→ **PROBLEM STATEMENT**: Repeat each record that follows, keeping it identical.

→ **DATA FOR ANALYSIS**:

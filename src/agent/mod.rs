//! Agents: named bundles of system prompt, provider/model pin, and an
//! allowed tool subset.
//!
//! Invocation follows the "tools in a loop" pattern:
//! 1. Seed a transcript with the agent's system prompt and the user request
//! 2. Call the model with the agent's tool schemas
//! 3. Execute every tool call the model requests and append the results
//! 4. Repeat until the model answers in text or the iteration budget runs out

mod agent_loop;
mod benefits;
mod registry;

pub use agent_loop::{
    invoke_agent, AgentLoop, DEFAULT_MAX_ITERATIONS, MAX_ITERATIONS_MESSAGE,
};
pub use benefits::benefits_agent;
pub use registry::AgentRegistry;

use std::sync::Arc;

use crate::llm::ProviderId;
use crate::tools::Tool;

/// Static configuration for one agent. Built at startup, immutable after.
#[derive(Clone)]
pub struct AgentDefinition {
    pub name: String,
    pub system_prompt: String,
    pub provider: ProviderId,
    pub model: String,
    /// Shared references into the tool catalog. The subset decides which
    /// schemas the model sees; dispatch still goes through the catalog.
    pub tools: Vec<Arc<dyn Tool>>,
}

impl AgentDefinition {
    /// Names of the agent's tools, in declaration order.
    pub fn tool_names(&self) -> Vec<&str> {
        self.tools.iter().map(|tool| tool.name()).collect()
    }
}

// Manual impl: `dyn Tool` objects are not `Debug`, so tools are shown by name.
impl std::fmt::Debug for AgentDefinition {
    fn fmt(&self, f: &mut std::fmt::Formatter<'_>) -> std::fmt::Result {
        f.debug_struct("AgentDefinition")
            .field("name", &self.name)
            .field("system_prompt", &self.system_prompt)
            .field("provider", &self.provider)
            .field("model", &self.model)
            .field("tools", &self.tool_names())
            .finish()
    }
}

→ **YOUR RESPONSE**:
filename src/agent/mod.rs
//! Agents: named bundles of system prompt, provider/model pin, and an
//! allowed tool subset.
//!
//! Invocation follows the "tools in a loop" pattern:
//! 1. Seed a transcript with the agent's system prompt and the user request
//! 2. Call the model with the agent's tool schemas
//! 3. Execute every tool call the model requests and append the results
//! 4. Repeat until the model answers in text or the iteration budget runs out

mod agent_loop;
mod benefits;
mod registry;

pub use agent_loop::{
    invoke_agent, AgentLoop, DEFAULT_MAX_ITERATIONS, MAX_ITERATIONS_MESSAGE,
};
pub use benefits::benefits_agent;
pub use registry::AgentRegistry;

use std::sync::Arc;

use crate::llm::ProviderId;
use crate::tools::Tool;

/// Static configuration for one agent. Built at startup, immutable after.
#[derive(Clone)]
pub struct AgentDefinition {
    pub name: String,
    pub system_prompt: String,
    pub provider: ProviderId,
    pub model: String,
    /// Shared references into the tool catalog. The subset decides which
    /// schemas the model sees; dispatch still goes through the catalog.
    pub tools: Vec<Arc<dyn Tool>>,
}

impl AgentDefinition {
    /// Names of the agent's tools, in declaration order.
    pub fn tool_names(&self) -> Vec<&str> {
        self.tools.iter().map(|tool| tool.name()).collect()
    }
}

// Manual impl: `dyn Tool` objects are not `Debug`, so tools are shown by name.
impl std::fmt::Debug for AgentDefinition {
    fn fmt(&self, f: &mut std::fmt::Formatter<'_>) -> std::fmt::Result {
        f.debug_struct("AgentDefinition")
            .field("name", &self.name)
            .field("system_prompt", &self.system_prompt)
            .field("provider", &self.provider)
            .field("model", &self.model)
            .field("tools", &self.tool_names())
            .finish()
    }
}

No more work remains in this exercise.